Looting, robbery, death

During the almost six months of the hated Russian occupation, the 72-year-old pensioner was particularly concerned about his children and grandchildren. When they had to seek shelter from bombs and bullets in the basement, when food and medicine became scarce and when looting, robbing and killing became part of everyday life in Izyum.

“They looted a lot and took everything from us. Food and especially power tools,” Alexander recalls. “We were so poor and scared. Thank God it’s all over.”

It just gushes out of him until he pushes his bike on – past the empty shelled houses that were once the post office or the pharmacy, the bank, the grocery store, the school, the restaurant and the city hall. Now riddled with bullet holes and burned out. Armed soldiers patrol to make sure nobody walks around in the rubble, because everything is mined.

Destruction shocks but no longer surprises

A few hundred meters away, the Ukrainian flag is hoisted on this day. President Volodymyr Zelenskyy attends without prior notice. Less than 20 kilometers from the front, he appears out of nowhere and thanks the soldiers. He looks tired and worn out.

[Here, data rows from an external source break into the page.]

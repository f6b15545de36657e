//! Tag URIs and tag patterns.
//!
//! A tag URI names the semantic type of a tree node, for example
//! `asdf://example.com/tags/point-1.0.0` or `tag:example.org:geo/point-1.2.0`.
//! Tag URIs are opaque strings: two tags are equal iff they are
//! string-identical and they sort lexically.
//!
//! Converters declare tag *patterns* which select the concrete tags of an
//! extension they are able to handle. Patterns may contain wildcards:
//!
//! - `*` matches any run of characters other than `/`
//! - `**` matches any run of characters, `/` included
//!
//! So `asdf://example.com/tags/point-1.*` matches every `1.x.y` version of
//! `point`, and `asdf://example.com/tags/*-1.0.0` matches every tag of that
//! namespace at version `1.0.0`.

use serde::{Deserialize, Serialize};
use std::fmt;
use std::str::FromStr;
use thiserror::Error;

/// Errors raised while parsing tag URIs and tag patterns.
#[derive(Debug, Clone, PartialEq, Eq, Error)]
pub enum TagError {
    #[error("tag URI must not be empty")]
    Empty,

    #[error("tag URI '{0}' contains whitespace or control characters")]
    InvalidCharacter(String),

    #[error("malformed tag pattern '{pattern}': {reason}")]
    MalformedPattern {
        pattern: String,
        reason: &'static str,
    },
}

fn has_forbidden_chars(s: &str) -> bool {
    s.chars().any(|c| c.is_whitespace() || c.is_control())
}

// =============================================================================
// Tag URI
// =============================================================================

/// A concrete, versioned tag URI.
#[derive(Debug, Clone, PartialEq, Eq, PartialOrd, Ord, Hash, Serialize, Deserialize)]
#[serde(try_from = "String", into = "String")]
pub struct TagUri(String);

impl TagUri {
    /// Parse a tag URI. Only emptiness and whitespace are rejected, any
    /// other string is accepted as an opaque identifier.
    pub fn parse(uri: impl Into<String>) -> Result<Self, TagError> {
        let uri = uri.into();
        if uri.is_empty() {
            return Err(TagError::Empty);
        }
        if has_forbidden_chars(&uri) {
            return Err(TagError::InvalidCharacter(uri));
        }
        Ok(Self(uri))
    }

    pub fn as_str(&self) -> &str {
        &self.0
    }

    /// The URI without its trailing `-major.minor.patch`, if it has one.
    pub fn base(&self) -> &str {
        match self.split_version() {
            Some((base, _)) => base,
            None => &self.0,
        }
    }

    /// The last path component without its version, e.g. `point` for
    /// `asdf://example.com/tags/point-1.0.0`.
    pub fn name(&self) -> &str {
        let base = self.base();
        let start = base.rfind(['/', ':']).map(|i| i + 1).unwrap_or(0);
        &base[start..]
    }

    /// The version suffix, when the tag carries a well-formed one.
    pub fn version(&self) -> Option<TagVersion> {
        self.split_version().map(|(_, version)| version)
    }

    fn split_version(&self) -> Option<(&str, TagVersion)> {
        let (base, version) = self.0.rsplit_once('-')?;
        let version = version.parse().ok()?;
        Some((base, version))
    }
}

impl fmt::Display for TagUri {
    fn fmt(&self, f: &mut fmt::Formatter<'_>) -> fmt::Result {
        f.write_str(&self.0)
    }
}

impl FromStr for TagUri {
    type Err = TagError;

    fn from_str(s: &str) -> Result<Self, Self::Err> {
        Self::parse(s)
    }
}

impl TryFrom<String> for TagUri {
    type Error = TagError;

    fn try_from(value: String) -> Result<Self, Self::Error> {
        Self::parse(value)
    }
}

impl From<TagUri> for String {
    fn from(tag: TagUri) -> Self {
        tag.0
    }
}

impl AsRef<str> for TagUri {
    fn as_ref(&self) -> &str {
        &self.0
    }
}

/// `major.minor.patch` version carried at the end of a tag URI.
#[derive(Debug, Clone, Copy, PartialEq, Eq, PartialOrd, Ord, Hash)]
pub struct TagVersion {
    pub major: u64,
    pub minor: u64,
    pub patch: u64,
}

impl TagVersion {
    pub fn new(major: u64, minor: u64, patch: u64) -> Self {
        Self {
            major,
            minor,
            patch,
        }
    }
}

impl FromStr for TagVersion {
    type Err = ();

    fn from_str(s: &str) -> Result<Self, Self::Err> {
        let mut parts = s.split('.');
        let mut next = || -> Result<u64, ()> {
            let part = parts.next().ok_or(())?;
            if part.is_empty() || !part.bytes().all(|b| b.is_ascii_digit()) {
                return Err(());
            }
            part.parse().map_err(|_| ())
        };
        let version = TagVersion::new(next()?, next()?, next()?);
        if parts.next().is_some() {
            return Err(());
        }
        Ok(version)
    }
}

impl fmt::Display for TagVersion {
    fn fmt(&self, f: &mut fmt::Formatter<'_>) -> fmt::Result {
        write!(f, "{}.{}.{}", self.major, self.minor, self.patch)
    }
}

// =============================================================================
// Tag pattern
// =============================================================================

#[derive(Debug, Clone, PartialEq, Eq, Hash)]
enum Piece {
    Literal(String),
    /// `*`
    Segment,
    /// `**`
    Any,
}

/// A validated tag pattern.
///
/// Patterns are validated when parsed so that a converter declaring a
/// broken pattern is rejected when its extension loads, not when the
/// pattern is first used.
#[derive(Debug, Clone, PartialEq, Eq, Hash)]
pub struct TagPattern {
    source: String,
    pieces: Vec<Piece>,
}

impl TagPattern {
    pub fn parse(pattern: &str) -> Result<Self, TagError> {
        let malformed = |reason| TagError::MalformedPattern {
            pattern: pattern.to_string(),
            reason,
        };

        if pattern.is_empty() {
            return Err(malformed("pattern is empty"));
        }
        if has_forbidden_chars(pattern) {
            return Err(malformed("pattern contains whitespace or control characters"));
        }

        let mut pieces = Vec::new();
        let mut literal = String::new();
        let mut chars = pattern.chars().peekable();
        while let Some(c) = chars.next() {
            if c != '*' {
                literal.push(c);
                continue;
            }

            let mut stars = 1;
            while chars.peek() == Some(&'*') {
                chars.next();
                stars += 1;
            }
            if stars > 2 {
                return Err(malformed("more than two consecutive '*'"));
            }
            if pieces.is_empty() && !literal.contains(':') {
                return Err(malformed("wildcard appears before the namespace"));
            }

            if !literal.is_empty() {
                pieces.push(Piece::Literal(std::mem::take(&mut literal)));
            }
            pieces.push(if stars == 1 { Piece::Segment } else { Piece::Any });
        }
        if !literal.is_empty() {
            pieces.push(Piece::Literal(literal));
        }

        Ok(Self {
            source: pattern.to_string(),
            pieces,
        })
    }

    pub fn as_str(&self) -> &str {
        &self.source
    }

    /// True when the pattern has no wildcard and matches a single tag.
    pub fn is_literal(&self) -> bool {
        self.pieces.iter().all(|p| matches!(p, Piece::Literal(_)))
    }

    /// Check whether `uri` is matched by this pattern.
    pub fn matches(&self, uri: &TagUri) -> bool {
        if self.is_literal() {
            return self.source == uri.as_str();
        }
        match_pieces(&self.pieces, uri.as_str())
    }
}

/// Matches piece by piece, tracking every byte offset of `text` the pieces
/// seen so far can end at. Offsets are always char boundaries.
fn match_pieces(pieces: &[Piece], text: &str) -> bool {
    let len = text.len();
    let mut reachable = vec![false; len + 1];
    reachable[0] = true;

    for piece in pieces {
        let mut next = vec![false; len + 1];
        match piece {
            Piece::Literal(literal) => {
                for (i, _) in reachable.iter().enumerate().filter(|(_, r)| **r) {
                    if text.get(i..).is_some_and(|tail| tail.starts_with(literal.as_str())) {
                        next[i + literal.len()] = true;
                    }
                }
            }
            Piece::Segment | Piece::Any => {
                let crosses_slash = matches!(piece, Piece::Any);
                let mut open = false;
                for (i, c) in text.char_indices() {
                    open |= reachable[i];
                    next[i] = open;
                    if c == '/' && !crosses_slash {
                        open = false;
                    }
                }
                next[len] = open || reachable[len];
            }
        }
        if !next.contains(&true) {
            return false;
        }
        reachable = next;
    }
    reachable[len]
}

impl fmt::Display for TagPattern {
    fn fmt(&self, f: &mut fmt::Formatter<'_>) -> fmt::Result {
        f.write_str(&self.source)
    }
}

impl FromStr for TagPattern {
    type Err = TagError;

    fn from_str(s: &str) -> Result<Self, Self::Err> {
        Self::parse(s)
    }
}
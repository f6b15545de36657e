//! Error types for the conversion pipeline

use thiserror::Error;

/// Result type for conversions
pub type Result<T> = std::result::Result<T, ConversionError>;

/// Errors that abort one conversion call
#[derive(Debug, Error)]
pub enum ConversionError {
    /// No converter handles the object's type
    #[error("{type_name} is not serializable by tagtree")]
    Unrepresentable { type_name: String },

    /// A converter returned something that is not a tree value
    #[error("Converter {converter} returned an invalid tree value of kind {kind}")]
    InvalidTreeValue { converter: String, kind: String },

    /// A converter failed
    #[error("Converter {converter} failed for tag {tag}: {source}")]
    Converter {
        tag: String,
        converter: String,
        #[source]
        source: anyhow::Error,
    },
}

impl ConversionError {
    pub(crate) fn converter(
        tag: Option<&tagtree_core::TagUri>,
        converter: &str,
        source: anyhow::Error,
    ) -> Self {
        ConversionError::Converter {
            tag: tag.map_or_else(|| "(none)".to_string(), |t| t.to_string()),
            converter: converter.to_string(),
            source,
        }
    }
}
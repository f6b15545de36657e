//! Configuration file support.
//!
//! ```toml
//! [convert]
//! suppress_unresolved_tag_warnings = false
//!
//! [warnings]
//! silence = ["deprecation"]
//!
//! [plugins]
//! disabled_packages = ["broken-pkg"]
//! ```

use anyhow::Context;
use serde::{Deserialize, Serialize};
use std::path::Path;
use std::sync::Arc;
use tagtree_core::{WarningCategory, Warnings};
use tagtree_extension::{
    ConvertOptions, Discovered, DiscoveryOptions, EntryPointSource, ExtensionRegistry,
    PluginRegistry, SerializationContext, discover,
};

/// Top-level configuration.
#[derive(Debug, Clone, Default, PartialEq, Serialize, Deserialize)]
#[serde(default)]
pub struct TagtreeConfig {
    pub convert: ConvertOptions,
    pub warnings: WarningsSection,
    pub plugins: PluginsSection,
}

/// `[warnings]` section.
#[derive(Debug, Clone, Default, PartialEq, Serialize, Deserialize)]
#[serde(default)]
pub struct WarningsSection {
    /// Warning categories that are not recorded.
    pub silence: Vec<WarningCategory>,
}

/// `[plugins]` section.
#[derive(Debug, Clone, Default, PartialEq, Serialize, Deserialize)]
#[serde(default)]
pub struct PluginsSection {
    /// Packages whose entry points are skipped during discovery.
    pub disabled_packages: Vec<String>,
}

impl TagtreeConfig {
    /// Load configuration from a file. `.json` files are read as JSON,
    /// anything else as TOML.
    pub fn load(path: impl AsRef<Path>) -> anyhow::Result<Self> {
        let path = path.as_ref();
        let content = std::fs::read_to_string(path)
            .with_context(|| format!("Failed to read config file {}", path.display()))?;

        if path.extension().is_some_and(|ext| ext == "json") {
            return serde_json::from_str(&content)
                .with_context(|| format!("Failed to parse JSON config {}", path.display()));
        }

        toml::from_str(&content)
            .with_context(|| format!("Failed to parse TOML config {}", path.display()))
    }

    /// Warning collector honouring `[warnings] silence`.
    pub fn warnings(&self) -> Warnings {
        Warnings::silencing(self.warnings.silence.iter().copied())
    }

    pub fn discovery_options(&self) -> DiscoveryOptions {
        DiscoveryOptions {
            disabled_packages: self.plugins.disabled_packages.iter().cloned().collect(),
            silenced_warnings: self.warnings.silence.iter().copied().collect(),
        }
    }

    /// Run plugin discovery against `source` with this configuration.
    pub fn discover(&self, source: &dyn EntryPointSource) -> Discovered {
        discover(source, &self.discovery_options())
    }

    /// Apply the plugin filters to a plugin registry.
    pub fn configure(&self, plugins: &PluginRegistry) {
        plugins.configure(self.discovery_options());
    }

    /// Serialization context over `registry` with this configuration's
    /// conversion options.
    pub fn context(&self, registry: Arc<ExtensionRegistry>) -> SerializationContext {
        SerializationContext::new(registry).with_options(self.convert.clone())
    }
}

“It’s not a surprise for me. Of course it’s all shocking, but not for me,” says the president about the situation in: “Because we know that from Bucha and the first liberated areas. The same destroyed buildings, people killed.”

The desire to kill – at the age of four

Police officer Oleksandr also has nothing but contempt for the hated occupiers. They were in Izyum “from all corners of Russia,” but also Ukrainians from the Donetsk and Luhansk regions that have been occupied since 2014. “They were all here and the people of Kadyrov (Editor’s note: Ramzan Kadyrov, ruler of the Russian republic of Chechnya) then had a fight with the Russians. About who gets to break into the ATMs first. They walked everywhere and took food, lived in houses, even in kindergartens,” Oleksandr said.

Kindergartens, in the basements of which his beloved little daughter had to endure for weeks. “She doesn’t live in Izyum and is strong,” he says affectionately – but a phone call with her causes him grief.

“Dad, are you taking good care of my toys?” asked his daughter. “Yes,” replies Oleksandr. “And do you have a machine gun?” The police officer agrees. “I need one too,” replies his daughter and when asked why:

I want to kill Russians.

A four-year-old who says she wants a machine gun to kill Russians. The liberation of Izyum wasn’t long ago – and the road to freedom – it’s still a long one.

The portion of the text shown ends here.